> [THE PROBLEM] Go through the data and report each line that holds the string "Result".

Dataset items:
---

use std::time::Duration;

use serde::Deserialize;
use serde_json::Value;
use time::OffsetDateTime;
use tracing::debug;

use super::scalar_text;
use crate::adapter::{
    BootstrapError, BootstrapFuture, EndpointAdapter, EndpointId, ParseError, SessionToken,
};
use crate::domain::{Certificate, OrganizationCode, Payload, RegistryDate};
use crate::http_client::{HttpClient, HttpRequest};
use crate::outcome::LookupOutcome;

/// Page that hands out the session cookie.
pub const ENTRY_URL: &str = "http://uakey.com.ua/ua/setificate-one-office/text=3&page=1?lang=ukr#blocy";
/// Script answering certificate lookups for a session.
pub const REQUEST_URL: &str = "http://uakey.com.ua/inc/sertificate_from_edrpo.php";
pub const SESSION_COOKIE: &str = "PHPSESSID";

/// Any well-formed code works for opening a session.
const PROBE_CODE: &str = "123456789199";

const BROWSER_HEADERS: [(&str, &str); 5] = [
    ("Accept", "*/*"),
    ("Accept-Language", "ru-RU,ru;q=0.8,en-US;q=0.6,en;q=0.4"),
    ("Content-Type", "application/octet-stream"),
    ("Origin", "http://uakey.com.ua"),
    (
        "User-Agent",
        "Mozilla/5.0 (Windows NT 6.1; WOW64) AppleWebKit/537.36 (KHTML, like Gecko) Chrome/58.0.3013.3 Safari/537.36",
    ),
];

/// Certificate authority registry. Needs a `PHPSESSID` session per batch.
#[derive(Debug, Clone, Default)]
pub struct CertificateAdapter;

impl CertificateAdapter {
    pub fn new() -> Self {
        Self
    }
}

impl EndpointAdapter for CertificateAdapter {
    fn id(&self) -> EndpointId {
        EndpointId::Certificates
    }

    fn build_request(&self, code: &OrganizationCode, token: Option<&SessionToken>) -> HttpRequest {
        let mut request = HttpRequest::post(REQUEST_URL).with_headers(BROWSER_HEADERS);

        if let Some(token) = token {
            request = request
                .with_query(SESSION_COOKIE, token.as_str())
                .with_cookie(SESSION_COOKIE, token.as_str());
        }

        request
            .with_query(
                "JsHttpRequest",
                format!("{}0-xml", OffsetDateTime::now_utc().unix_timestamp()),
            )
            .with_form([("SertEdrpo", code.as_str())])
    }

    fn interpret(&self, body: &str, code: &OrganizationCode) -> Result<LookupOutcome, ParseError> {
        let response: Option<CertificateResponse> = serde_json::from_str(body)?;
        let Some(columns) = response.and_then(|response| response.js) else {
            return Ok(LookupOutcome::empty(code.clone()));
        };
        if columns.id.first().map_or(true, String::is_empty) {
            return Ok(LookupOutcome::empty(code.clone()));
        }

        let certificates = columns.into_certificates()?;
        debug!(org_code = %code, count = certificates.len(), "certificates found");
        Ok(LookupOutcome::success(
            code.clone(),
            Payload::Certificates { certificates },
        ))
    }

    fn bootstrap<'a>(
        &'a self,
        http: &'a dyn HttpClient,
        timeout: Duration,
    ) -> Option<BootstrapFuture<'a>> {
        Some(Box::pin(async move {
            let request = HttpRequest::post(ENTRY_URL)
                .with_headers(BROWSER_HEADERS)
                .with_form([("ORGEDRPOUNUMBER", PROBE_CODE)])
                .with_timeout(timeout);

            let response = http.execute(request).await.map_err(|error| {
                BootstrapError::new(format!("session request failed: {}", error.message()))
            })?;
            if !response.is_success() {
                return Err(BootstrapError::new(format!(
                    "session request returned status {}",
                    response.status
                )));
            }

            response
                .cookie(SESSION_COOKIE)
                .filter(|value| !value.is_empty())
                .map(SessionToken::new)
                .ok_or_else(|| {
                    BootstrapError::new(format!("entry page did not set a {SESSION_COOKIE} cookie"))
                })
        }))
    }

    fn requires_session(&self) -> bool {
        true
    }
}

#[derive(Debug, Deserialize)]
struct CertificateResponse {
    js: Option<CertificateColumns>,
}

/// The registry answers column-wise: entry `i` of every array describes
/// certificate `i`.
#[derive(Debug, Deserialize)]
struct CertificateColumns {
    #[serde(default)]
    id: Vec<String>,
    #[serde(default)]
    start_date: Vec<String>,
    #[serde(default)]
    end_date: Vec<String>,
    #[serde(default)]
    text: Vec<String>,
    #[serde(rename = "FORCRYPT", default)]
    forcrypt: Vec<Value>,
}

impl CertificateColumns {
    fn into_certificates(self) -> Result<Vec<Certificate>, ParseError> {
        let rows = self.id.len();
        for (name, len) in [
            ("start_date", self.start_date.len()),
            ("end_date", self.end_date.len()),
            ("text", self.text.len()),
            ("FORCRYPT", self.forcrypt.len()),
        ] {
            if len < rows {
                return Err(ParseError::new(format!(
                    "column {name} has {len} entries, expected {rows}"
                )));
            }
        }

        self.id
            .into_iter()
            .enumerate()
            .map(|(index, id)| {
                Ok(Certificate {
                    id,
                    owner: self.text[index].replace("&quot;", "\""),
                    valid_from: RegistryDate::parse_short(&self.start_date[index])?,
                    valid_until: RegistryDate::parse_short(&self.end_date[index])?,
                    crypt_status: scalar_text(&self.forcrypt[index]).unwrap_or_default(),
                })
            })
            .collect()
    }
}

---

> [SOLUTION FOR THIS PROBLEM]
    fn interpret(&self, body: &str, code: &OrganizationCode) -> Result<LookupOutcome, ParseError> {
    fn into_certificates(self) -> Result<Vec<Certificate>, ParseError> {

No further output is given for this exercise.